Thumps of percussion and heraldic brass fanfares signaled the opening of the piece, as well as the return of this faster music toward the end. Most of the interest came in that enigmatic slow section, with low sounds from the horns and the occasional distant rumble of thunder sheet and bass drum. Above these sounds hovered a limpid, floating melody suspended in time by the violin section.

In the conventional programming slot for a concerto came an even more recent work, Anna Clyne’s Glasslands, featuring young British saxophonist Jess Gillam. Premiered by Gillam in 2023 with the Detroit Symphony Orchestra, the work evokes, says the composer, “an imaginary world of three realms governed by the banshee—a female spirit who, in Irish folklore, heralds the death of a family member, usually by wailing, shrieking, or keening in the silence of the night.”

In a tripartite structure like the Lee piece before it, this score featured many buzzing runs for the soprano saxophone in the outer sections. Gillam used the instrument’s wide dynamic range to appear from and disappear into the orchestral mist of sounds. Phrases often ended abruptly with hard pauses, accentuated by forceful snap pizzicati sounds in the strings. The haunting sound of a banshee’s wail came across clearly in extended writing for the instrument’s upper range.

The greatest musical interest came in the slow music at the heart of the piece. Principal cellist Darius Skoraczewski briefly took the lead, accompanied by Gillam, in a slow sequence of wistful, descending chords. Solo viola joined this repeating structure, complemented eventually by the other string principals in a chamber-like arrangement, suggesting a keening lament.

Melodic elements reminiscent of folk song pervaded the work, which turned playful in the concluding section, with pizzicati in the strings accompanying a dance-like theme. The end of the piece, set in a more modal idiom shading toward minor, centered on an ostinato harmonic pattern, recalling the stately pace of a funeral march. Like most of Clyne’s music, this inventive, surprising work will likely reward repeated listening.

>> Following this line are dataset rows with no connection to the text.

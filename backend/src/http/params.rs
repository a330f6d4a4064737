//! Query, path and body parsing shared by the handlers.
//!
//! Query values go through typed-with-default conversions: an empty value
//! yields the default, anything unparsable is a 422 whose `message` names
//! the conversion that failed.

use std::collections::HashMap;

use axum::{
    body::{Body, Bytes},
    extract::{FromRequestParts, Query},
    http::{request::Parts, StatusCode},
    response::{IntoResponse, Response},
    Json,
};
use chrono::{DateTime, Months, Utc};
use http_body_util::{BodyExt, LengthLimitError, Limited};
use serde::de::DeserializeOwned;
use serde_json::Value;

use super::error::{ApiError, ApiResult};
use super::state::AppState;
use crate::model::filter::{max_time, UNSET};
use crate::model::{
    AdvisorFilter, AlertsFilter, CountRange, GlobalFilter, ObjectId, OracleDatabaseAgreementsFilter,
    OracleDatabaseContractsFilter, SearchFilter,
};

/// Default trailing window of the advisor searches, in months.
pub const DEFAULT_WINDOW_TIME: i32 = 6;

/// A query value that could not be converted.
#[derive(Debug, Clone, PartialEq, Eq, thiserror::Error)]
#[error("{class}: {detail}")]
pub struct ParamError {
    pub class: &'static str,
    pub detail: String,
}

impl From<ParamError> for ApiError {
    fn from(err: ParamError) -> Self {
        ApiError::unprocessable(err.detail).with_message(err.class)
    }
}

/// Parse a boolean; accepts the usual spellings of true and false.
pub fn str2bool(raw: &str, default: bool) -> Result<bool, ParamError> {
    match raw {
        "" => Ok(default),
        "1" | "t" | "T" | "TRUE" | "true" | "True" => Ok(true),
        "0" | "f" | "F" | "FALSE" | "false" | "False" => Ok(false),
        other => Err(ParamError {
            class: "Unable to parse string to bool",
            detail: format!("parsing {:?}: invalid syntax", other),
        }),
    }
}

pub fn str2int(raw: &str, default: i32) -> Result<i32, ParamError> {
    if raw.is_empty() {
        return Ok(default);
    }
    raw.parse::<i32>().map_err(|err| ParamError {
        class: "Unable to parse string to int",
        detail: match err.kind() {
            std::num::IntErrorKind::PosOverflow | std::num::IntErrorKind::NegOverflow => {
                format!("parsing {:?}: value out of range", raw)
            }
            _ => format!("parsing {:?}: invalid syntax", raw),
        },
    })
}

/// Parse an RFC 3339 timestamp.
pub fn str2time(raw: &str, default: DateTime<Utc>) -> Result<DateTime<Utc>, ParamError> {
    if raw.is_empty() {
        return Ok(default);
    }
    DateTime::parse_from_rfc3339(raw)
        .map(|time| time.with_timezone(&Utc))
        .map_err(|err| ParamError {
            class: "Unable to parse string to time",
            detail: format!("parsing time {:?}: {}", raw, err),
        })
}

/// Raw query string values, keyed by parameter name.
#[derive(Debug, Clone, Default)]
pub struct QueryParams(HashMap<String, String>);

impl<S: Send + Sync> FromRequestParts<S> for QueryParams {
    type Rejection = ApiError;

    async fn from_request_parts(parts: &mut Parts, state: &S) -> Result<Self, Self::Rejection> {
        let Query(params) = Query::<HashMap<String, String>>::from_request_parts(parts, state)
            .await
            .map_err(|err| ApiError::bad_request(err.body_text()))?;
        Ok(Self(params))
    }
}

impl<const N: usize> From<[(&str, &str); N]> for QueryParams {
    fn from(pairs: [(&str, &str); N]) -> Self {
        Self(
            pairs
                .into_iter()
                .map(|(k, v)| (k.to_string(), v.to_string()))
                .collect(),
        )
    }
}

impl QueryParams {
    /// The value of `key`, or the empty string.
    pub fn str(&self, key: &str) -> &str {
        self.0.get(key).map(String::as_str).unwrap_or_default()
    }

    pub fn bool(&self, key: &str, default: bool) -> Result<bool, ParamError> {
        str2bool(self.str(key), default)
    }

    pub fn int(&self, key: &str, default: i32) -> Result<i32, ParamError> {
        str2int(self.str(key), default)
    }

    pub fn time(&self, key: &str, default: DateTime<Utc>) -> Result<DateTime<Utc>, ParamError> {
        str2time(self.str(key), default)
    }

    /// Tri-state flag: `true`, `false`, or unset (empty or `NULL`).
    pub fn tri_state(&self, key: &str) -> ApiResult<Option<bool>> {
        match self.str(key) {
            "true" => Ok(Some(true)),
            "false" => Ok(Some(false)),
            "" | "NULL" => Ok(None),
            _ => Err(ApiError::unprocessable(format!("Invalid value for {}", key))),
        }
    }

    fn range(&self, prefix: &str) -> Result<CountRange, ParamError> {
        Ok(CountRange {
            lte: self.int(&format!("{}-lte", prefix), UNSET)?,
            gte: self.int(&format!("{}-gte", prefix), UNSET)?,
        })
    }

    /// `location`, `environment` and `older-than`.
    pub fn global_filter(&self) -> ApiResult<GlobalFilter> {
        Ok(GlobalFilter {
            location: self.str("location").to_string(),
            environment: self.str("environment").to_string(),
            older_than: self.time("older-than", max_time())?,
        })
    }

    /// Search, sort and pagination parameters plus the global filter.
    pub fn search_filter(&self) -> ApiResult<SearchFilter> {
        Ok(SearchFilter {
            search: self.str("search").to_string(),
            sort_by: self.str("sort-by").to_string(),
            sort_desc: self.bool("sort-desc", false)?,
            page: self.int("page", UNSET)?,
            size: self.int("size", UNSET)?,
            global: self.global_filter()?,
        })
    }

    /// Search filter plus the `window-time` cutoff (months before `now`).
    pub fn advisor_filter(&self, now: DateTime<Utc>) -> ApiResult<AdvisorFilter> {
        let search = self.search_filter()?;
        Ok(AdvisorFilter {
            search,
            window_start: self.window_start(now)?,
            status: self.str("status").to_string(),
        })
    }

    pub fn window_start(&self, now: DateTime<Utc>) -> ApiResult<DateTime<Utc>> {
        let months = self.int("window-time", DEFAULT_WINDOW_TIME)?;
        let months = u32::try_from(months)
            .map_err(|_| ApiError::unprocessable("Invalid value for window-time"))?;
        Ok(now.checked_sub_months(Months::new(months)).unwrap_or(DateTime::<Utc>::MIN_UTC))
    }

    pub fn agreements_filter(&self) -> ApiResult<OracleDatabaseAgreementsFilter> {
        Ok(OracleDatabaseAgreementsFilter {
            agreement_id: self.str("agreement-id").to_string(),
            license_type_id: self.str("license-type-id").to_string(),
            item_description: self.str("item-description").to_string(),
            csi: self.str("csi").to_string(),
            metric: self.str("metrics").to_string(),
            reference_number: self.str("reference-number").to_string(),
            unlimited: self.tri_state("unlimited")?,
            catch_all: self.tri_state("catch-all")?,
            licenses_per_core: self.range("licenses-per-core")?,
            licenses_per_user: self.range("licenses-per-user")?,
            available_licenses_per_core: self.range("available-licenses-per-core")?,
            available_licenses_per_user: self.range("available-licenses-per-user")?,
        })
    }

    pub fn contracts_filter(&self) -> ApiResult<OracleDatabaseContractsFilter> {
        Ok(OracleDatabaseContractsFilter {
            contract_id: self.str("contract-id").to_string(),
            license_type_id: self.str("license-type-id").to_string(),
            item_description: self.str("item-description").to_string(),
            csi: self.str("csi").to_string(),
            metric: self.str("metric").to_string(),
            reference_number: self.str("reference-number").to_string(),
            unlimited: self.tri_state("unlimited")?,
            basket: self.tri_state("basket")?,
            licenses_per_core: self.range("licenses-per-core")?,
            licenses_per_user: self.range("licenses-per-user")?,
            available_licenses_per_core: self.range("available-licenses-per-core")?,
            available_licenses_per_user: self.range("available-licenses-per-user")?,
        })
    }

    pub fn alerts_filter(&self) -> ApiResult<AlertsFilter> {
        Ok(AlertsFilter {
            search: self.search_filter()?,
            category: self.str("category").to_string(),
            severity: self.str("severity").to_string(),
            status: self.str("status").to_string(),
            from: self.time("from", DateTime::<Utc>::MIN_UTC)?,
            to: self.time("to", max_time())?,
        })
    }
}

/// Parse an object id taken from a path segment.
pub fn parse_object_id(raw: &str) -> ApiResult<ObjectId> {
    ObjectId::parse_str(raw).map_err(|err| ApiError::unprocessable(err.to_string()))
}

/// Largest JSON or text body a handler will buffer.
pub const MAX_BODY_BYTES: usize = 2 * 1024 * 1024;

/// Read the whole request body, refusing anything over [`MAX_BODY_BYTES`].
pub async fn read_body(body: Body) -> ApiResult<Bytes> {
    match Limited::new(body, MAX_BODY_BYTES).collect().await {
        Ok(collected) => Ok(collected.to_bytes()),
        Err(err) if err.is::<LengthLimitError>() => {
            Err(ApiError::new(StatusCode::PAYLOAD_TOO_LARGE, err.to_string()))
        }
        Err(err) => Err(ApiError::bad_request(err.to_string())),
    }
}

/// Read the request body as text, used by endpoints taking a bare value.
pub async fn read_body_text(body: Body) -> ApiResult<String> {
    let bytes = read_body(body).await?;
    String::from_utf8(bytes.to_vec()).map_err(|err| ApiError::bad_request(err.to_string()))
}

/// Render a serde_json error the way clients expect it.
fn json_error_text(err: &serde_json::Error) -> String {
    let text = err.to_string();
    if let Some(rest) = text.strip_prefix("unknown field `") {
        if let Some((field, _)) = rest.split_once('`') {
            return format!("json: unknown field \"{}\"", field);
        }
    }
    format!("json: {}", text)
}

/// Decode a JSON body, rejecting fields the target type does not declare.
pub async fn decode_json<T: DeserializeOwned>(body: Body) -> ApiResult<T> {
    let bytes = read_body(body).await?;
    serde_json::from_slice(&bytes).map_err(|err| ApiError::bad_request(json_error_text(&err)))
}

/// Refuse mutations when the API is read-only. Runs before the body is read.
pub fn ensure_writable(state: &AppState) -> ApiResult<()> {
    if state.read_only() {
        return Err(ApiError::read_only());
    }
    Ok(())
}

/// The whole collection when unpaged, otherwise the page the service built.
pub fn page_response(filter: &SearchFilter, mut rows: Vec<Value>) -> ApiResult<Response> {
    if !filter.is_paged() {
        return Ok(Json(rows).into_response());
    }
    if rows.is_empty() {
        return Err(ApiError::new(
            StatusCode::INTERNAL_SERVER_ERROR,
            "the service returned no page",
        ));
    }
    Ok(Json(rows.swap_remove(0)).into_response())
}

Heyward closed with the concert with Gustav Holst’s The Planets. Contrary to the way the piece is often marketed, this suite is not about the planets in an astronomical sense. Holst was an avid student and practitioner of astrology, and the movements are meant to represent the magical influence of each planet on human lives. Thus there is no movement for Earth, and the movements are not in the order of the solar system’s orbits around the sun.

Heyward drove the tempo of the “Mars” movement ahead quite forcefully, shaping impressive climaxes with the large brass section, augmented with a part for tenor tuba, played by euphonium. By contrast, the overly slow tempo for “Venus” featured poised if slightly bland solos by acting associate concertmaster Holly Jenkins, who sat top chair all night in the absence of concertmaster Jonathan Carney. Jenkins played with significantly more character in the breathless “Mercury” movement.

The BSO’s best playing came in “Jupiter,” set by Heyward at a noble, good-humored pace, with a grand statement of the tune Holst later called “Thaxted,” after the village where he lived for many years. Another very slow tempo made the “Saturn” movement extra gloomy, with plenty of space for a lumbering melody given to the double-basses. The electronic organ, played by Lura Johnson, was not loud enough really to be heard in its star moment, a cheesy glissando near the end of the “Uranus” movement.

The enigmatic “Neptune” proved the high point of the suite, with breathy low-set woodwinds, including silvery alto flute. The women’s chorus, drawn from the Baltimore Choral Arts Society under the skillful direction of Anthony Blake Clark, sang its siren-like parts from just off-stage to the left of the house. As indicated in the score, the final fade of the unaccompanied singers was aided by the gentle closing of the stage door.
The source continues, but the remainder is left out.